Today’s New York Times has an article headlined Told to Eat Its Vegetables, America Orders Fries. It’s all about the lack of success efforts are having at convincing Americans to eat more vegetables.
The primary solutions that suggested are to make them more affordable and more available.
As I was reading the article, I was reminded of what a colleague from my community organizing days once told me as he was explaining why he left Alcoholics Anonymous. He liked the twelve step program, but he thought there should be a thirteenth step dealing with the question:
“What about the distillers?”
The Times’ article doesn’t even mention the billions of dollars spent on advertising all the unhealthy food we all eat.
One person quoted in the article says:
“There is nothing you can say that will get people to eat more veggies.”

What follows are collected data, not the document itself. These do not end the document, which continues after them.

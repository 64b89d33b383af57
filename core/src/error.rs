//! Error types for the console request pipeline.
//!
//! # Design
//! Every failure a caller can observe is one `ApiError`. The `Display` text is
//! for logs; `user_message` is the fixed human-readable text surfaced through
//! the `Notifier`. Envelope-carrying variants keep the whole envelope so
//! callers can branch on the backend code.

use crate::envelope::Envelope;

pub const MSG_CONFIG: &str = "Request configuration error";
pub const MSG_SESSION_EXPIRED: &str = "Session expired, please log in again";
pub const MSG_BUSINESS: &str = "Request failed";
pub const MSG_UNAUTHORIZED: &str = "Unauthorized, please log in again";
pub const MSG_FORBIDDEN: &str = "Access denied";
pub const MSG_NOT_FOUND: &str = "Requested resource not found";
pub const MSG_SERVER_ERROR: &str = "Internal server error";
pub const MSG_NETWORK: &str = "Network unreachable, please check your connection";
pub const MSG_TIMEOUT: &str = "Request timed out, please try again later";
pub const MSG_MALFORMED: &str = "Unexpected response from server";

/// Errors returned by `ApiClient` and its collaborators.
#[derive(Debug, thiserror::Error)]
pub enum ApiError {
    /// The request could not be built; nothing was sent.
    #[error("request configuration error: {0}")]
    Config(String),

    /// The backend signalled that the credential is no longer valid.
    #[error("session invalid: {}", .0.message)]
    SessionInvalid(Envelope),

    /// Well-formed reply whose code is neither success nor session-invalid.
    #[error("business failure ({:?}): {}", .0.code, .0.message)]
    Business(Envelope),

    /// A response arrived with a non-2xx HTTP status.
    #[error("HTTP {status}: {body}")]
    Http { status: u16, body: String },

    /// The request was sent but no response came back.
    #[error("network error: {0}")]
    Network(String),

    #[error("request timed out")]
    Timeout,

    #[error("malformed envelope: {0}")]
    MalformedEnvelope(String),

    /// The unwrapped payload did not fit the type the caller asked for.
    #[error("payload decode failed: {0}")]
    Decode(String),

    #[error("storage error: {0}")]
    Storage(String),

    #[error("duplicate mock route {0}")]
    DuplicateMockRoute(String),
}

impl ApiError {
    /// Text shown to the user for this failure.
    pub fn user_message(&self) -> String {
        match self {
            ApiError::Config(_) => MSG_CONFIG.to_string(),
            ApiError::SessionInvalid(env) => non_empty_or(&env.message, MSG_SESSION_EXPIRED),
            ApiError::Business(env) => non_empty_or(&env.message, MSG_BUSINESS),
            ApiError::Http { status, .. } => status_message(*status),
            ApiError::Network(_) => MSG_NETWORK.to_string(),
            ApiError::Timeout => MSG_TIMEOUT.to_string(),
            ApiError::MalformedEnvelope(_) | ApiError::Decode(_) => MSG_MALFORMED.to_string(),
            ApiError::Storage(msg) | ApiError::DuplicateMockRoute(msg) => msg.clone(),
        }
    }

    /// The envelope behind a session-invalid or business failure.
    pub fn envelope(&self) -> Option<&Envelope> {
        match self {
            ApiError::SessionInvalid(env) | ApiError::Business(env) => Some(env),
            _ => None,
        }
    }
}

/// Map a transport status to its fixed message.
pub fn status_message(status: u16) -> String {
    match status {
        401 => MSG_UNAUTHORIZED.to_string(),
        403 => MSG_FORBIDDEN.to_string(),
        404 => MSG_NOT_FOUND.to_string(),
        500 => MSG_SERVER_ERROR.to_string(),
        other => format!("Request failed with status {other}"),
    }
}

fn non_empty_or(message: &str, fallback: &str) -> String {
    if message.trim().is_empty() {
        fallback.to_string()
    } else {
        message.to_string()
    }
}
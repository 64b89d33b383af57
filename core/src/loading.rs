//! Process-wide in-flight request counter driving the global busy indicator.
//!
//! # Design
//! The indicator is mounted on the 0→1 edge and unmounted on the 1→0 edge
//! only, so overlapping requests show a single overlay. Edge detection and
//! the indicator call happen under the same lock, which keeps mount/unmount
//! paired on a multi-threaded runtime. `exit` at zero is a silent no-op.

use std::fmt;
use std::sync::atomic::{AtomicBool, Ordering};
use std::sync::{Arc, Mutex, MutexGuard};

/// The visual overlay. Called at most once per edge.
pub trait Indicator: Send + Sync {
    fn mount(&self);
    fn unmount(&self);
}

/// Default indicator: records the overlay transitions in the log.
#[derive(Debug, Default)]
pub struct LogIndicator;

impl Indicator for LogIndicator {
    fn mount(&self) {
        tracing::info!("loading indicator mounted");
    }

    fn unmount(&self) {
        tracing::info!("loading indicator unmounted");
    }
}

pub struct LoadingCounter {
    count: Mutex<usize>,
    indicator: Arc<dyn Indicator>,
}

impl fmt::Debug for LoadingCounter {
    fn fmt(&self, f: &mut fmt::Formatter<'_>) -> fmt::Result {
        f.debug_struct("LoadingCounter")
            .field("count", &self.count())
            .finish_non_exhaustive()
    }
}

impl Default for LoadingCounter {
    fn default() -> Self {
        Self::new(Arc::new(LogIndicator))
    }
}

impl LoadingCounter {
    pub fn new(indicator: Arc<dyn Indicator>) -> Self {
        Self {
            count: Mutex::new(0),
            indicator,
        }
    }

    pub fn enter(&self) {
        let mut count = self.lock();
        *count += 1;
        if *count == 1 {
            self.indicator.mount();
        }
    }

    pub fn exit(&self) {
        let mut count = self.lock();
        if *count == 0 {
            tracing::debug!("loading exit with no request in flight; ignored");
            return;
        }
        *count -= 1;
        if *count == 0 {
            self.indicator.unmount();
        }
    }

    pub fn count(&self) -> usize {
        *self.lock()
    }

    /// Enter and hand back a ticket that exits exactly once.
    pub fn ticket(self: &Arc<Self>) -> LoadingTicket {
        self.enter();
        LoadingTicket {
            counter: Arc::clone(self),
            done: AtomicBool::new(false),
        }
    }

    // A panic inside an indicator must not wedge every later request.
    fn lock(&self) -> MutexGuard<'_, usize> {
        self.count.lock().unwrap_or_else(|poisoned| poisoned.into_inner())
    }
}

/// One `enter` paired with exactly one `exit`, on `finish` or on drop.
#[derive(Debug)]
pub struct LoadingTicket {
    counter: Arc<LoadingCounter>,
    done: AtomicBool,
}

impl LoadingTicket {
    pub fn finish(&self) {
        if !self.done.swap(true, Ordering::AcqRel) {
            self.counter.exit();
        }
    }
}

impl Drop for LoadingTicket {
    fn drop(&mut self) {
        self.finish();
    }
}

There may be nothing we can tell people, but we can certainly provide information to students on what goes into certain popular foods and learn about their advertising techniques, and ask thought-provoking questions that could promote reflection. I know, for example, our eleventh grade English teachers use a unit created by the California State University system on fast food. I’m not that clear on its content, but it might be interesting to explore students’ perspectives on fast food prior to studying the unit and then compare it with how they feel afterwards.
Are you familiar with effective curriculum that combines literacy with healthy food choice?
Our 12th grade curriculum actually has a food unit, too, “The Politics of Food.” This is the first year I’ve taught it, and there is an interesting perspective there, as well. I showed students a slide show based on 20 reader-submitted “food rules” Michael Pollan had requested on a blog called “Well.” Then I had the kids make their own, and they had some really interesting ideas. One said not to eat any ingredients that rhymed with “gross,” like fructose, sucrose, etc. Another was familiar with Dr. Oz’s suggestion not to eat portion sizes bigger than your fist. They may not be following these suggestions, but I honestly think their level of awareness is higher than it might have been a few years ago.
I can’t wait to do this lesson with my ninth grade English students.